First of all, in the usual model of the real line there are no infinitesimal numbers (i.e. positive numbers that are smaller than 1/n, for any positive integer n). They don't exist.

Before the calculus was properly formulated infinitesimals were very popular for a very good reason. They make all the proofs a lot easier! For example Newton and Leibeniz used these "ideas". Eventually, after the work of Weierstrass the familiar epsilon-delta arguments of mathematical analysis that we use today were introduced, and infinitesimals were relegated to the dustbin of history.

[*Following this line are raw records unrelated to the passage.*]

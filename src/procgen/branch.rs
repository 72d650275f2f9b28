//! Recursive branch growth
//!
//! The engine walks the tree depth-first. Each frame grows one tube segment from its
//! parent's tip, then either spawns up to `max_branches` children or, when the depth is
//! used up or every child is suppressed, ends in a foliage cluster. Children are visited
//! in ascending index order and every random draw comes from the single stream owned by
//! the engine, so a seed always reproduces the same tree.

use std::f64::consts::{FRAC_PI_2, TAU};

use rand::Rng;

use crate::core::types::{DVec3, GEOMETRY_EPSILON, Result};
use crate::core::Error;
use crate::math::rotation::{project_point_onto_line, rotate_point_about_axis};
use crate::mesh::MeshOutput;
use crate::procgen::foliage::scatter_foliage;
use crate::procgen::params::{TreeKind, TreeParams};
use crate::procgen::tube::build_tube;
use crate::procgen::{chance, uniform};

/// Base of the phantom segment the trunk continues from
const ROOT_PREV: DVec3 = DVec3::ZERO;

/// Where the trunk starts; `ROOT_PREV → ROOT_BASE` points the trunk up +Y
const ROOT_BASE: DVec3 = DVec3::Y;

/// Offset used to build the tilt axis perpendicular to the parent segment
const TILT_REFERENCE: DVec3 = DVec3::new(0.1, 0.0, 0.0);

/// Random length change applied to each child in turn (accumulates across siblings)
const LENGTH_JITTER: f64 = 0.5;

/// Floor for a jittered child length; a zero-length segment has no direction to grow along
const MIN_BRANCH_LENGTH: f64 = 0.01;

/// Depth and length scaling for pine whorl branches
const PINE_DEPTH_SCALE: f64 = 0.5;
const PINE_LENGTH_SCALE: f64 = 0.7;

/// Position of a pine frame within its whorl structure
#[derive(Debug, Clone, Copy, PartialEq, Eq)]
pub enum WhorlLevel {
    /// Main stem; grows straight and re-spawns itself
    Stem,
    /// Branch of the main stem
    Branch,
    /// Branch of a branch
    Twig,
}

impl WhorlLevel {
    fn child(self) -> Self {
        match self {
            Self::Stem => Self::Branch,
            Self::Branch | Self::Twig => Self::Twig,
        }
    }
}

/// Which recursion variant a frame belongs to
#[derive(Debug, Clone, Copy, PartialEq, Eq)]
pub enum Habit {
    Broadleaf,
    Pine(WhorlLevel),
}

impl Habit {
    /// Habit of the trunk frame for `kind`
    pub fn for_kind(kind: TreeKind) -> Self {
        match kind {
            TreeKind::Broadleaf => Self::Broadleaf,
            TreeKind::Pine => Self::Pine(WhorlLevel::Stem),
        }
    }

    /// Growth form this habit belongs to
    pub fn kind(self) -> TreeKind {
        match self {
            Self::Broadleaf => TreeKind::Broadleaf,
            Self::Pine(_) => TreeKind::Pine,
        }
    }

    /// Whether this frame's segment tilts/shifts away from the parent axis
    fn bends(self) -> bool {
        !matches!(self, Self::Pine(WhorlLevel::Stem))
    }
}

/// Per-call recursion state; everything constant lives in [`TreeParams`]
#[derive(Debug, Clone, Copy)]
pub struct BranchState {
    pub depth: f64,
    pub length: f64,
    pub radius: f64,
    /// Parent tip; this frame's segment starts here
    pub base: DVec3,
    /// Parent base; `prev → base` is the parent axis
    pub prev: DVec3,
    /// Accumulated whorl rotation
    pub turn: f64,
    /// Deflection from the parent axis
    pub tilt: f64,
    /// Rotation around the parent axis
    pub shift: f64,
    pub first_segment_multiplier: f64,
    pub habit: Habit,
}

impl BranchState {
    /// The trunk frame for `params`, grown with `habit`
    pub fn root(params: &TreeParams, habit: Habit) -> Self {
        Self {
            depth: params.depth,
            length: params.base_length,
            radius: params.base_radius,
            base: ROOT_BASE,
            prev: ROOT_PREV,
            turn: 0.0,
            tilt: 0.0,
            shift: 0.0,
            first_segment_multiplier: params.first_segment_multiplier,
            habit,
        }
    }
}

/// Grows one tree into a [`MeshOutput`]
pub struct BranchEngine<'a, R: Rng + ?Sized> {
    params: &'a TreeParams,
    rng: &'a mut R,
    mesh: MeshOutput,
}

impl<'a, R: Rng + ?Sized> BranchEngine<'a, R> {
    pub fn new(params: &'a TreeParams, rng: &'a mut R) -> Self {
        Self {
            params,
            rng,
            mesh: MeshOutput::new(params.materials),
        }
    }

    /// Grow from `root` and return everything emitted
    ///
    /// `params` are validated for the habit of `root` before the first draw, so the
    /// segment budget matches the form actually grown.
    pub fn run(mut self, root: BranchState) -> Result<MeshOutput> {
        self.params.validate_for(root.habit.kind())?;
        self.grow(root)?;
        log::debug!(
            "Grew {:?} tree: {} segments, {} foliage clusters, {} suppressed branches",
            root.habit,
            self.mesh.stats.segments,
            self.mesh.stats.foliage_clusters,
            self.mesh.stats.suppressed_branches,
        );
        Ok(self.mesh)
    }

    fn grow(&mut self, state: BranchState) -> Result<()> {
        if state.depth <= 0.0 {
            return Ok(());
        }
        let params = self.params;

        let tip = self.segment_tip(&state)?;
        let quads = build_tube(
            state.base,
            tip,
            state.prev,
            state.radius,
            state.radius * params.radius_decay,
            params.polygon_count,
        )?;
        self.mesh.push_segment(quads);

        let mut length = state.length * params.length_decay;
        let radius = state.radius * params.radius_decay;
        let depth = state.depth - 1.0;

        if state.habit == Habit::Pine(WhorlLevel::Stem) {
            // Straight continuation of the main stem, grown before this level's whorl
            self.grow(BranchState {
                depth,
                length,
                radius,
                base: tip,
                prev: state.base,
                first_segment_multiplier: 1.0,
                ..state
            })?;
        }

        let mut suppressed = 0;
        if depth > 0.0 {
            let mut tilt = params.branch_angle;
            let mut turn = state.turn + FRAC_PI_2;

            for i in 0..params.max_branches {
                length += uniform(self.rng, -LENGTH_JITTER, LENGTH_JITTER);
                if chance(self.rng, params.turn_chance) {
                    turn += uniform(self.rng, -params.turn_amount, params.turn_amount);
                }
                if chance(self.rng, params.angle_chance) {
                    tilt += uniform(self.rng, -params.angle_amount, params.angle_amount);
                }
                if chance(self.rng, 1.0 - params.branch_chance) {
                    suppressed += 1;
                    self.mesh.stats.suppressed_branches += 1;
                    log::trace!("Suppressed branch {} at depth {:.2}", i, depth);
                    continue;
                }

                let shift = f64::from(i) * (TAU / f64::from(params.max_branches)) + turn;
                let child_length = length.max(MIN_BRANCH_LENGTH);
                let (child_depth, child_length, habit) = match state.habit {
                    Habit::Broadleaf => (depth, child_length, Habit::Broadleaf),
                    Habit::Pine(level) => (
                        depth * PINE_DEPTH_SCALE,
                        child_length * PINE_LENGTH_SCALE,
                        Habit::Pine(level.child()),
                    ),
                };

                self.grow(BranchState {
                    depth: child_depth,
                    length: child_length,
                    radius,
                    base: tip,
                    prev: state.base,
                    turn,
                    tilt,
                    shift,
                    first_segment_multiplier: 1.0,
                    habit,
                })?;
            }
        }

        if suppressed == params.max_branches || depth <= 0.0 {
            let proxies = scatter_foliage(
                tip,
                params.foliage_count,
                params.foliage_spread,
                params.foliage_size,
                params.foliage_resolution,
                self.rng,
            )?;
            log::trace!("Foliage cluster of {} at {:?}", proxies.len(), tip);
            self.mesh.push_foliage_cluster(proxies);
        }

        Ok(())
    }

    /// Where this frame's segment ends
    ///
    /// The segment first continues the parent axis by `length * first_segment_multiplier`.
    /// A bending frame then tilts that point about an axis perpendicular to the parent
    /// and swings it around the parent direction by `shift`.
    fn segment_tip(&self, state: &BranchState) -> Result<DVec3> {
        let axis = state.base - state.prev;
        let magnitude = axis.length();
        if magnitude <= GEOMETRY_EPSILON {
            return Err(Error::DegenerateSegment);
        }

        let branch_length = state.length * state.first_segment_multiplier;
        let straight = state.base + axis / magnitude * branch_length;
        if !state.habit.bends() {
            return Ok(straight);
        }

        let reference = state.base + TILT_REFERENCE;
        let pivot = project_point_onto_line(state.base, state.prev, reference)?;
        let tilted = rotate_point_about_axis(pivot, reference, straight, state.tilt)?;
        rotate_point_about_axis(state.base, straight, tilted, state.shift)
    }
}
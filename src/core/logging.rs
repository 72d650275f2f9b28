//! Logging initialization

/// Initialize the logging system for the `generate_tree` binary
///
/// Uses env_logger with a default filter level of `info`.
/// Override with the RUST_LOG environment variable, e.g. `RUST_LOG=tubetree=trace`
/// to see every suppressed branch and foliage cluster.
///
/// # Example
/// ```
/// tubetree::core::logging::init();
/// log::info!("Generating tree");
/// ```
pub fn init() {
    // A second call (tests, doctests) keeps the first logger.
    let _ = env_logger::Builder::from_env(
        env_logger::Env::default().default_filter_or("info")
    ).try_init();
}
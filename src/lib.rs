//! Exproduce - Core Library
//! Harvest options: issuance, secondary resale and escrow settlement

// Public modules
pub mod core;
pub mod clock;
pub mod engine;
pub mod escrow;
pub mod events;
pub mod market;
pub mod registry;
pub mod token;

// Re-exports
pub use self::core::{Config, Error, ErrorKind, Result};
pub use engine::Engine;
pub use escrow::EscrowLedger;
pub use events::{Event, EventLog};
pub use market::Market;
pub use registry::OptionsRegistry;
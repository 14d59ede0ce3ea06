//! Escrow Ledger - custody of in-transit funds
//!
//! Pure accounting: pulls funds from participants into the engine's custody
//! account and pushes them out again. No business rules live here.

use parking_lot::Mutex;
use std::sync::Arc;
use tracing::{debug, error};

use crate::core::{AccountId, Amount, Error, Result, TokenLedger};

/// Running custody totals. `balance == received - paid_out` at all times.
#[derive(Debug, Default, Clone, Copy)]
struct CustodyBook {
    balance: Amount,
    received: Amount,
    paid_out: Amount,
}

pub struct EscrowLedger {
    token: Arc<dyn TokenLedger>,
    custody_account: AccountId,
    /// Single global lock: every custody mutation is serialized.
    book: Mutex<CustodyBook>,
}

impl EscrowLedger {
    pub fn new(token: Arc<dyn TokenLedger>, custody_account: AccountId) -> Self {
        Self {
            token,
            custody_account,
            book: Mutex::new(CustodyBook::default()),
        }
    }

    /// Account participants must approve before any pull
    pub fn custody_account(&self) -> &AccountId {
        &self.custody_account
    }

    pub fn token(&self) -> &Arc<dyn TokenLedger> {
        &self.token
    }

    pub fn custody_balance(&self) -> Amount {
        self.book.lock().balance
    }

    /// Lifetime total pulled into custody
    pub fn total_received(&self) -> Amount {
        self.book.lock().received
    }

    /// Lifetime total pushed out of custody
    pub fn total_paid_out(&self) -> Amount {
        self.book.lock().paid_out
    }

    /// Pull `amount` from `payer` into custody.
    pub fn transfer_in(&self, payer: &AccountId, amount: Amount) -> Result<()> {
        validate_amount(amount)?;
        let mut book = self.book.lock();
        self.pull(&mut book, payer, amount)
    }

    /// Push `amount` from custody to `payee`.
    pub fn transfer_out(&self, payee: &AccountId, amount: Amount) -> Result<()> {
        validate_amount(amount)?;
        let mut book = self.book.lock();
        self.push(&mut book, payee, amount)
    }

    /// Move `amount` from `payer` to `payee` through custody. Both legs or neither.
    pub fn settle(&self, payer: &AccountId, payee: &AccountId, amount: Amount) -> Result<()> {
        validate_amount(amount)?;
        let mut book = self.book.lock();
        let before = *book;

        self.pull(&mut book, payer, amount)?;

        if let Err(e) = self.push(&mut book, payee, amount) {
            // Return the pulled leg and the allowance it consumed; custody holds
            // the funds, so this only fails on a broken backend.
            let refund = self
                .token
                .transfer(&self.custody_account, payer, amount)
                .and_then(|()| {
                    self.token
                        .increase_allowance(payer, &self.custody_account, amount)
                });
            if let Err(refund) = refund {
                error!(
                    "Settlement refund to {} failed after outbound leg error ({}): {}",
                    payer, e, refund
                );
                return Err(refund);
            }
            *book = before;
            return Err(e);
        }

        debug!("Settled {} {} from {} to {}", amount, self.token.symbol(), payer, payee);
        Ok(())
    }

    fn pull(&self, book: &mut CustodyBook, payer: &AccountId, amount: Amount) -> Result<()> {
        let balance = book.balance.checked_add(amount).ok_or_else(overflow)?;
        let received = book.received.checked_add(amount).ok_or_else(overflow)?;

        self.token
            .transfer_from(&self.custody_account, payer, &self.custody_account, amount)?;

        book.balance = balance;
        book.received = received;
        debug!("Pulled {} {} from {} into custody", amount, self.token.symbol(), payer);
        Ok(())
    }

    fn push(&self, book: &mut CustodyBook, payee: &AccountId, amount: Amount) -> Result<()> {
        if book.balance < amount {
            error!(
                "Custody underflow: holding {}, asked to pay {} to {}",
                book.balance, amount, payee
            );
            return Err(Error::InsufficientCustody {
                available: book.balance,
                required: amount,
            });
        }
        let paid_out = book.paid_out.checked_add(amount).ok_or_else(overflow)?;

        self.token.transfer(&self.custody_account, payee, amount)?;

        book.balance -= amount;
        book.paid_out = paid_out;
        debug!("Pushed {} {} from custody to {}", amount, self.token.symbol(), payee);
        Ok(())
    }
}

fn validate_amount(amount: Amount) -> Result<()> {
    if amount == 0 {
        return Err(Error::InvalidAmount);
    }
    Ok(())
}

fn overflow() -> Error {
    error!("Custody accounting overflow");
    Error::AmountOverflow
}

Although, in high school mathematics infinitesimals are still often employed in plausibility arguments (I will not call them proofs).

All that changed in the 1960s when Abraham Robinson invented the idea of nonstandard analysis and hyperreal numbers. The basic idea is that instead of working with the usual set of real numbers R one adjoins some extra elements to R to form *R the hyperreal line. This contains all the usual real numbers but it also contains infinitesimals (and their reciprocals which are infinitely large).

After doing this it is possible to set the clock back and give the same kind of arguments that Newton gave but now in a completely rigorous way. Those high school arguments also become possible to justify.

This is quite a fun idea and I'm a bit surprised that it hasn't caught on as a way to teach analysis. Probably the reason why it hasn't is that although things are nice once you have the hyperreal line, its construction is a bit abstract and nonintuitive and that perhaps scares people off.